B Tagging Algorithms
Tagging algorithms first connect the jets with good quality tracks that are either associated with one of the jet’s particle flow candidates or within a nearby cone. Both tracks and “secondary vertices” (track vertices from the decays of b hadrons) can be used in track-based, vertex-based, or “combined” tagging algorithms. The specific details depend upon the algorithm use. However, they all exploit properties of b hadrons such as:
- long lifetime,
- large mass,
- high track multiplicity,
- large semileptonic branching fraction,
- hard fragmentation fuction.
Tagging algorithms are Algorithms that are used for b-tagging:
- Track Counting: identifies a b jet if it contains at least N tracks with significantly non-zero impact parameters.
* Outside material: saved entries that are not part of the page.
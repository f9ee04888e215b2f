//! Placement geometry for the watermark
//!
//! Everything here is pure arithmetic on the spec and the page size, so the
//! same inputs always produce bit-identical rectangles and matrices.

use crate::spec::WatermarkSpec;
use crate::types::{PageSize, Rect};

/// 2-D affine transform stored as
///
/// ```text
/// [ m00 m01 m02 ]
/// [ m10 m11 m12 ]
/// [  0   0   1  ]
/// ```
///
/// `translate` and `rotate` concatenate on the right, so the operation called
/// last is the first one applied to a point.
#[derive(Debug, Clone, Copy, PartialEq)]
pub struct AffineTransform {
    m00: f64,
    m10: f64,
    m01: f64,
    m11: f64,
    m02: f64,
    m12: f64,
}

impl Default for AffineTransform {
    fn default() -> Self {
        Self::identity()
    }
}

impl AffineTransform {
    pub fn identity() -> Self {
        Self {
            m00: 1.0,
            m10: 0.0,
            m01: 0.0,
            m11: 1.0,
            m02: 0.0,
            m12: 0.0,
        }
    }

    pub fn translation(tx: f64, ty: f64) -> Self {
        Self {
            m02: tx,
            m12: ty,
            ..Self::identity()
        }
    }

    pub fn rotation(angle_rad: f64) -> Self {
        let (sin, cos) = angle_rad.sin_cos();
        Self {
            m00: cos,
            m10: sin,
            m01: -sin,
            m11: cos,
            m02: 0.0,
            m12: 0.0,
        }
    }

    /// `self = self × other`
    pub fn concatenate(&mut self, other: &AffineTransform) -> &mut Self {
        let m00 = self.m00 * other.m00 + self.m01 * other.m10;
        let m01 = self.m00 * other.m01 + self.m01 * other.m11;
        let m02 = self.m00 * other.m02 + self.m01 * other.m12 + self.m02;
        let m10 = self.m10 * other.m00 + self.m11 * other.m10;
        let m11 = self.m10 * other.m01 + self.m11 * other.m11;
        let m12 = self.m10 * other.m02 + self.m11 * other.m12 + self.m12;
        *self = Self {
            m00,
            m10,
            m01,
            m11,
            m02,
            m12,
        };
        self
    }

    pub fn translate(&mut self, tx: f64, ty: f64) -> &mut Self {
        self.concatenate(&Self::translation(tx, ty))
    }

    pub fn rotate(&mut self, angle_rad: f64) -> &mut Self {
        self.concatenate(&Self::rotation(angle_rad))
    }

    /// `[a b c d e f]` in PDF operand order (`m00 m10 m01 m11 m02 m12`)
    pub fn matrix(&self) -> [f64; 6] {
        [self.m00, self.m10, self.m01, self.m11, self.m02, self.m12]
    }

    /// Map a point through the transform
    pub fn apply(&self, x: f64, y: f64) -> (f64, f64) {
        (
            self.m00 * x + self.m01 * y + self.m02,
            self.m10 * x + self.m11 * y + self.m12,
        )
    }
}

/// Rectangle of the given size centered on the page.
///
/// Only the page's width and height take part: the lower-left corner is
/// `(W/2 - w/2, H/2 - h/2)` regardless of the form rectangle's offset.
pub fn centered_trim_rect(page: PageSize, trim_width: f32, trim_height: f32) -> Rect {
    Rect::new(
        page.width / 2.0 - trim_width / 2.0,
        page.height / 2.0 - trim_height / 2.0,
        trim_width,
        trim_height,
    )
}

/// Text matrix for the stamp: identity, translated by the offset, then rotated.
pub fn text_matrix(spec: &WatermarkSpec) -> [f64; 6] {
    let mut transform = AffineTransform::identity();
    transform
        .translate(spec.x_offset_pt, spec.y_offset_pt)
        .rotate(spec.angle_rad);
    transform.matrix()
}

/// Trimming rectangle of the stamp annotation on a page of the given size
pub fn trim_rect_for_page(spec: &WatermarkSpec, page: PageSize) -> Rect {
    centered_trim_rect(page, spec.trim_width_pt, spec.trim_height_pt)
}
- Jet Probability: combines information from all selected tracks in the jet and uses probability density functions to assign a probability to each track
- Soft Muon and Soft Electron: identifies b jets by searching for a lepton from a semi-leptonic b decay.
- Simple Secondary Vertex: reconstructs the b decay vertex and calculates a discriminator using related kinematic variables.
- Combined Secondary Vertex: exploits all known kinematic variables of the jets, information about track impact parameter significance and the secondary vertices to distinguish b jets. This tagger became the default CMS algorithm.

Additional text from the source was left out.